→ WORK REQUIRED
Among the lines below, count those with "write". Give only the number.

(Records contained in a dataset)
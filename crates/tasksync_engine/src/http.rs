//! HTTP transport for the self-hosted backend.
//!
//! The self-hosted backend exposes one resource, `<base>/api/data`:
//! `GET` returns the stored snapshot (404 when there is none) and `PUT`
//! replaces it, answering `{"version": n}`. The actual HTTP client is
//! abstracted via [`HttpClient`] so the transport can run over reqwest, a
//! loopback into an in-process server, or a test double.

use crate::config::RetryConfig;
use crate::error::{SyncError, SyncResult};
use crate::transport::{BackendKind, PushReceipt, RemoteTransport, StaticToken, TokenProvider};
use parking_lot::RwLock;
use std::time::Duration;
use tasksync_model::Snapshot;

/// Path of the snapshot resource on a self-hosted server.
pub const DATA_PATH: &str = "/api/data";

/// HTTP method used by the transports.
#[derive(Debug, Clone, Copy, PartialEq, Eq)]
pub enum Method {
    /// `GET`
    Get,
    /// `PUT`
    Put,
    /// `POST`
    Post,
}

impl Method {
    /// Upper-case method name.
    pub fn as_str(&self) -> &'static str {
        match self {
            Method::Get => "GET",
            Method::Put => "PUT",
            Method::Post => "POST",
        }
    }
}

/// A raw HTTP response.
#[derive(Debug, Clone, PartialEq, Eq)]
pub struct HttpResponse {
    /// Status code.
    pub status: u16,
    /// Response body.
    pub body: Vec<u8>,
}

impl HttpResponse {
    /// Creates a response.
    pub fn new(status: u16, body: impl Into<Vec<u8>>) -> Self {
        Self {
            status,
            body: body.into(),
        }
    }

    /// Returns true for 2xx statuses.
    pub fn is_success(&self) -> bool {
        (200..300).contains(&self.status)
    }
}

/// Why an HTTP exchange produced no response.
#[derive(Debug, Clone, PartialEq, Eq)]
pub enum HttpFailure {
    /// The request exceeded its timeout.
    Timeout,
    /// The connection could not be made or broke.
    Connection(String),
}

/// HTTP client abstraction.
///
/// Implement this trait to provide the actual HTTP transport.
pub trait HttpClient: Send + Sync {
    /// Sends a GET request.
    fn get(&self, url: &str, bearer: Option<&str>) -> Result<HttpResponse, HttpFailure>;

    /// Sends a PUT request with a JSON body.
    fn put(&self, url: &str, bearer: Option<&str>, body: Vec<u8>) -> Result<HttpResponse, HttpFailure>;

    /// Sends a POST request with a form-encoded body.
    fn post_form(&self, url: &str, fields: &[(&str, &str)]) -> Result<HttpResponse, HttpFailure>;
}

/// HTTP-based transport for the self-hosted backend.
pub struct HttpTransport<C: HttpClient, P: TokenProvider = StaticToken> {
    /// Base URL of the server (e.g., "https://tasks.example.com").
    base_url: String,
    client: C,
    tokens: P,
    retry: RetryConfig,
    last_error: RwLock<Option<String>>,
}

impl<C: HttpClient> HttpTransport<C, StaticToken> {
    /// Creates an unauthenticated transport.
    pub fn new(base_url: impl Into<String>, client: C) -> Self {
        Self::with_tokens(base_url, client, StaticToken::anonymous())
    }
}

impl<C: HttpClient, P: TokenProvider> HttpTransport<C, P> {
    /// Creates a transport that sends bearer tokens from `tokens`.
    pub fn with_tokens(base_url: impl Into<String>, client: C, tokens: P) -> Self {
        let base_url = base_url.into().trim_end_matches('/').to_string();
        Self {
            base_url,
            client,
            tokens,
            retry: RetryConfig::no_retry(),
            last_error: RwLock::new(None),
        }
    }

    /// Sets the in-call retry policy for retryable failures.
    pub fn with_retry(mut self, retry: RetryConfig) -> Self {
        self.retry = retry;
        self
    }

    /// Returns the base URL.
    pub fn base_url(&self) -> &str {
        &self.base_url
    }

    /// Returns the last error message.
    pub fn last_error(&self) -> Option<String> {
        self.last_error.read().clone()
    }

    fn data_url(&self) -> String {
        format!("{}{}", self.base_url, DATA_PATH)
    }

    fn with_retries<T>(&self, mut op: impl FnMut() -> SyncResult<T>) -> SyncResult<T> {
        let attempts = self.retry.max_attempts.max(1);
        let mut attempt = 0;
        loop {
            let delay = self.retry.delay_for_attempt(attempt);
            if !delay.is_zero() {
                std::thread::sleep(delay);
            }
            match op() {
                Ok(value) => {
                    *self.last_error.write() = None;
                    return Ok(value);
                }
                Err(e) => {
                    *self.last_error.write() = Some(e.to_string());
                    attempt += 1;
                    if !e.is_retryable() || attempt >= attempts {
                        return Err(e);
                    }
                    tracing::debug!(attempt, error = %e, "retrying request");
                }
            }
        }
    }
}

impl<C: HttpClient, P: TokenProvider> RemoteTransport for HttpTransport<C, P> {
    fn kind(&self) -> BackendKind {
        BackendKind::SelfHosted
    }

    fn fetch_remote(&self) -> SyncResult<Option<Snapshot>> {
        let url = self.data_url();
        self.with_retries(|| {
            let token = self.tokens.access_token()?;
            let response = self
                .client
                .get(&url, token.as_deref())
                .map_err(failure_to_error)?;

            if response.status == 404 {
                return Ok(None);
            }
            check_status(&response)?;
            decode_snapshot(&response.body)
        })
    }

    fn push_remote(&self, snapshot: &Snapshot) -> SyncResult<PushReceipt> {
        let url = self.data_url();
        let body = snapshot.to_json()?;
        self.with_retries(|| {
            let token = self.tokens.access_token()?;
            let response = self
                .client
                .put(&url, token.as_deref(), body.clone())
                .map_err(failure_to_error)?;

            check_status(&response)?;
            serde_json::from_slice::<PushReceipt>(&response.body).map_err(|e| {
                SyncError::malformed(format!("push response lacks a version: {e}"))
            })
        })
    }
}

/// Decodes a fetched body. An empty body or JSON `null` means "no snapshot".
pub(crate) fn decode_snapshot(body: &[u8]) -> SyncResult<Option<Snapshot>> {
    let trimmed = body.trim_ascii();
    if trimmed.is_empty() || trimmed == b"null" {
        return Ok(None);
    }
    Snapshot::from_json(trimmed)
        .map(Some)
        .map_err(|e| SyncError::malformed(e.to_string()))
}

pub(crate) fn failure_to_error(failure: HttpFailure) -> SyncError {
    match failure {
        HttpFailure::Timeout => SyncError::Timeout,
        HttpFailure::Connection(message) => SyncError::transport_retryable(message),
    }
}

pub(crate) fn check_status(response: &HttpResponse) -> SyncResult<()> {
    if response.is_success() {
        return Ok(());
    }
    let detail = String::from_utf8_lossy(&response.body).into_owned();
    match response.status {
        401 | 403 => Err(SyncError::AuthenticationFailed(format!(
            "status {}: {}",
            response.status, detail
        ))),
        500..=599 => Err(SyncError::ServerError(format!(
            "status {}: {}",
            response.status, detail
        ))),
        status => Err(SyncError::transport_fatal(format!(
            "unexpected status {status}: {detail}"
        ))),
    }
}

/// An [`HttpClient`] backed by blocking reqwest.
///
/// Must not be used from inside an async context; the driver runs transport
/// calls on the blocking pool.
pub struct ReqwestClient {
    client: reqwest::blocking::Client,
}

impl ReqwestClient {
    /// Creates a client with the given request timeout.
    ///
    /// # Errors
    ///
    /// Returns an error if the TLS backend cannot be initialized.
    pub fn new(timeout: Duration) -> SyncResult<Self> {
        let client = reqwest::blocking::Client::builder()
            .timeout(timeout)
            .build()
            .map_err(|e| SyncError::transport_fatal(e.to_string()))?;
        Ok(Self { client })
    }

    fn execute(&self, request: reqwest::blocking::RequestBuilder) -> Result<HttpResponse, HttpFailure> {
        let response = request.send().map_err(reqwest_failure)?;
        let status = response.status().as_u16();
        let body = response.bytes().map_err(reqwest_failure)?.to_vec();
        Ok(HttpResponse { status, body })
    }
}

fn reqwest_failure(err: reqwest::Error) -> HttpFailure {
    if err.is_timeout() {
        HttpFailure::Timeout
    } else {
        HttpFailure::Connection(err.to_string())
    }
}

impl HttpClient for ReqwestClient {
    fn get(&self, url: &str, bearer: Option<&str>) -> Result<HttpResponse, HttpFailure> {
        let mut request = self.client.get(url);
        if let Some(token) = bearer {
            request = request.bearer_auth(token);
        }
        self.execute(request)
    }

    fn put(&self, url: &str, bearer: Option<&str>, body: Vec<u8>) -> Result<HttpResponse, HttpFailure> {
        let mut request = self
            .client
            .put(url)
            .header(reqwest::header::CONTENT_TYPE, "application/json")
            .body(body);
        if let Some(token) = bearer {
            request = request.bearer_auth(token);
        }
        self.execute(request)
    }

    fn post_form(&self, url: &str, fields: &[(&str, &str)]) -> Result<HttpResponse, HttpFailure> {
        self.execute(self.client.post(url).form(fields))
    }
}

/// Trait for servers that can handle loopback requests.
pub trait LoopbackServer {
    /// Handles a request and returns the response.
    fn handle(&self, method: Method, path: &str, bearer: Option<&str>, body: &[u8]) -> HttpResponse;
}

/// A loopback HTTP client that routes requests directly to an in-process
/// server.
///
/// Useful for testing without actual network overhead.
pub struct LoopbackClient<S: LoopbackServer> {
    server: S,
}

impl<S: LoopbackServer + Send + Sync> LoopbackClient<S> {
    /// Creates a new loopback client connected to the given server.
    pub fn new(server: S) -> Self {
        Self { server }
    }

    fn path_of(url: &str) -> &str {
        // Strip "scheme://host" and keep the path.
        let without_scheme = url.split_once("://").map_or(url, |(_, rest)| rest);
        without_scheme
            .find('/')
            .map_or("/", |i| &without_scheme[i..])
    }
}

impl<S: LoopbackServer + Send + Sync> HttpClient for LoopbackClient<S> {
    fn get(&self, url: &str, bearer: Option<&str>) -> Result<HttpResponse, HttpFailure> {
        Ok(self.server.handle(Method::Get, Self::path_of(url), bearer, &[]))
    }

    fn put(&self, url: &str, bearer: Option<&str>, body: Vec<u8>) -> Result<HttpResponse, HttpFailure> {
        Ok(self.server.handle(Method::Put, Self::path_of(url), bearer, &body))
    }

    fn post_form(&self, url: &str, fields: &[(&str, &str)]) -> Result<HttpResponse, HttpFailure> {
        let body = fields
            .iter()
            .map(|(k, v)| format!("{k}={v}"))
            .collect::<Vec<_>>()
            .join("&");
        Ok(self
            .server
            .handle(Method::Post, Self::path_of(url), None, body.as_bytes()))
    }
}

→ TASK ANSWER
2